In such cases, the courts “shall” confirm the award, unless one of the limited grounds to refuse enforcement (enumerated in the New York Convention) is satisfied (9 USC Section 207). Due to this high standard, successful challenges to enforcement of a valid award are rare.
Will an award that has been set aside by the courts in the seat of arbitration be enforced in your jurisdiction?

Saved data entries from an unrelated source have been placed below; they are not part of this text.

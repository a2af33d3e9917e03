//! Fixed-timestep simulation clock.
//!
//! Converts wall-clock frame timestamps into a whole number of owed
//! simulation ticks. Time debt is kept in units of
//! `nanoseconds × tick_rate_hz`, where one tick costs exactly `1e9`
//! units, so the tick count for a span of time is independent of how
//! that span is split across frames.

use std::time::Duration;

const NANOS_PER_SEC: u128 = 1_000_000_000;

/// Accumulator-based fixed-timestep clock.
#[derive(Clone, Debug)]
pub struct SimulationClock {
    tick_rate_hz: u32,
    /// Time debt in `ns × tick_rate_hz`.
    accumulator: u128,
    last_timestamp: Option<Duration>,
}

impl SimulationClock {
    /// Create a clock running at `tick_rate_hz` ticks per second.
    ///
    /// # Panics
    ///
    /// Panics if `tick_rate_hz` is zero. [`EngineConfig::validate`](crate::EngineConfig::validate)
    /// rejects that value before an engine builds its clock.
    pub fn new(tick_rate_hz: u32) -> Self {
        assert!(tick_rate_hz > 0, "tick_rate_hz must be at least 1");
        Self {
            tick_rate_hz,
            accumulator: 0,
            last_timestamp: None,
        }
    }

    /// Rebase the clock at `now` and drop any owed time.
    pub fn reset(&mut self, now: Duration) {
        self.last_timestamp = Some(now);
        self.accumulator = 0;
    }

    /// Advance to `now` and return how many ticks are owed.
    ///
    /// The first call after construction only establishes the baseline.
    /// A timestamp earlier than the previous one contributes nothing.
    pub fn advance(&mut self, now: Duration) -> u64 {
        let delta = match self.last_timestamp {
            Some(last) => now.saturating_sub(last),
            None => Duration::ZERO,
        };
        if self.last_timestamp.is_none_or(|last| now > last) {
            self.last_timestamp = Some(now);
        }

        self.accumulator += delta.as_nanos() * u128::from(self.tick_rate_hz);
        let ticks = self.accumulator / NANOS_PER_SEC;
        self.accumulator %= NANOS_PER_SEC;
        u64::try_from(ticks).unwrap_or(u64::MAX)
    }

    /// Ticks per second.
    pub fn tick_rate_hz(&self) -> u32 {
        self.tick_rate_hz
    }

    /// Nominal duration of one tick (rounded down to whole nanoseconds).
    pub fn tick_interval(&self) -> Duration {
        Duration::from_nanos(1_000_000_000 / u64::from(self.tick_rate_hz))
    }

    /// Time owed but not yet converted into a tick.
    pub fn accumulated(&self) -> Duration {
        let nanos = self.accumulator / u128::from(self.tick_rate_hz);
        Duration::from_nanos(u64::try_from(nanos).unwrap_or(u64::MAX))
    }

    /// Timestamp of the last frame seen, if any.
    pub fn last_timestamp(&self) -> Option<Duration> {
        self.last_timestamp
    }
}

#[cfg(test)]
mod tests {
    use super::*;

    fn ms(v: u64) -> Duration {
        Duration::from_millis(v)
    }

    #[test]
    fn first_advance_sets_baseline() {
        let mut clock = SimulationClock::new(240);
        assert_eq!(clock.advance(ms(5_000)), 0);
        assert_eq!(clock.last_timestamp(), Some(ms(5_000)));
    }

    #[test]
    fn one_second_is_tick_rate_ticks() {
        let mut clock = SimulationClock::new(240);
        clock.reset(ms(0));
        assert_eq!(clock.advance(ms(1_000)), 240);
        assert_eq!(clock.accumulated(), Duration::ZERO);
    }

    #[test]
    fn single_frame_and_split_frames_agree() {
        let mut whole = SimulationClock::new(240);
        whole.reset(ms(0));
        let a = whole.advance(ms(100));

        let mut split = SimulationClock::new(240);
        split.reset(ms(0));
        let b: u64 = (1..=10).map(|i| split.advance(ms(i * 10))).sum();

        assert_eq!(a, 24);
        assert_eq!(b, 24);
    }

    #[test]
    fn short_frame_carries_debt() {
        let mut clock = SimulationClock::new(240);
        clock.reset(ms(0));
        // 1000/240 ms ≈ 4.1667 ms per tick.
        assert_eq!(clock.advance(ms(4)), 0);
        assert!(clock.accumulated() > Duration::ZERO);
        assert_eq!(clock.advance(ms(5)), 1);
    }

    #[test]
    fn backwards_timestamp_adds_nothing() {
        let mut clock = SimulationClock::new(240);
        clock.reset(ms(100));
        assert_eq!(clock.advance(ms(50)), 0);
        // Baseline stays at 100; going forward counts from there.
        assert_eq!(clock.advance(ms(200)), 24);
    }

    #[test]
    fn reset_drops_owed_time() {
        let mut clock = SimulationClock::new(240);
        clock.reset(ms(0));
        clock.advance(ms(3));
        clock.reset(ms(10_000));
        assert_eq!(clock.accumulated(), Duration::ZERO);
        assert_eq!(clock.advance(ms(10_000)), 0);
    }

    #[test]
    fn tick_interval_for_default_rate() {
        let clock = SimulationClock::new(240);
        assert_eq!(clock.tick_interval(), Duration::from_nanos(4_166_666));
    }

    #[test]
    #[should_panic(expected = "tick_rate_hz")]
    fn zero_rate_panics() {
        let _ = SimulationClock::new(0);
    }

    mod proptests {
        use super::*;
        use proptest::prelude::*;

        proptest! {
            #[test]
            fn tick_count_independent_of_frame_split(
                frames in prop::collection::vec(0u64..50_000_000, 1..64),
                rate in 1u32..1_000,
            ) {
                let mut split = SimulationClock::new(rate);
                split.reset(Duration::ZERO);
                let mut now = 0u64;
                let mut total = 0u64;
                for f in &frames {
                    now += f;
                    total += split.advance(Duration::from_nanos(now));
                }

                let mut whole = SimulationClock::new(rate);
                whole.reset(Duration::ZERO);
                let expected = whole.advance(Duration::from_nanos(now));

                prop_assert_eq!(total, expected);
                let exact = u128::from(now) * u128::from(rate) / NANOS_PER_SEC;
                prop_assert_eq!(u128::from(total), exact);
            }
        }
    }
}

US district courts will defer to the decision of the court of the seat of arbitration, unless there is a showing that the decision of the seat is “repugnant to fundamental notions of what is decent and just in the state where enforcement is sought” (Corporación Mexicana de Mantenimiento Integral, S De RL CV v Pemex-Exploración, 832 F 3d 92, 106 (2d Cir 2016) – quoting Tahan v Hodgson, 662 F 2d 862, 864 (DC Cir 1981)), or that “The recognition or enforcement of the award would be contrary to the public policy of that country” (Article 5(2)(b) of the New York Convention). In TermoRio SA ESP v Electranta SP, 487 F.3d 928, 938 (DC Cir 2007), the court also stated:
“[W]hen a competent foreign court has nullified a foreign arbitration award, United States courts should not go behind that decision absent extraordinary circumstances not present in this case…Therefore, it is unsurprising that the courts have carefully limited the occasions when a foreign judgement.”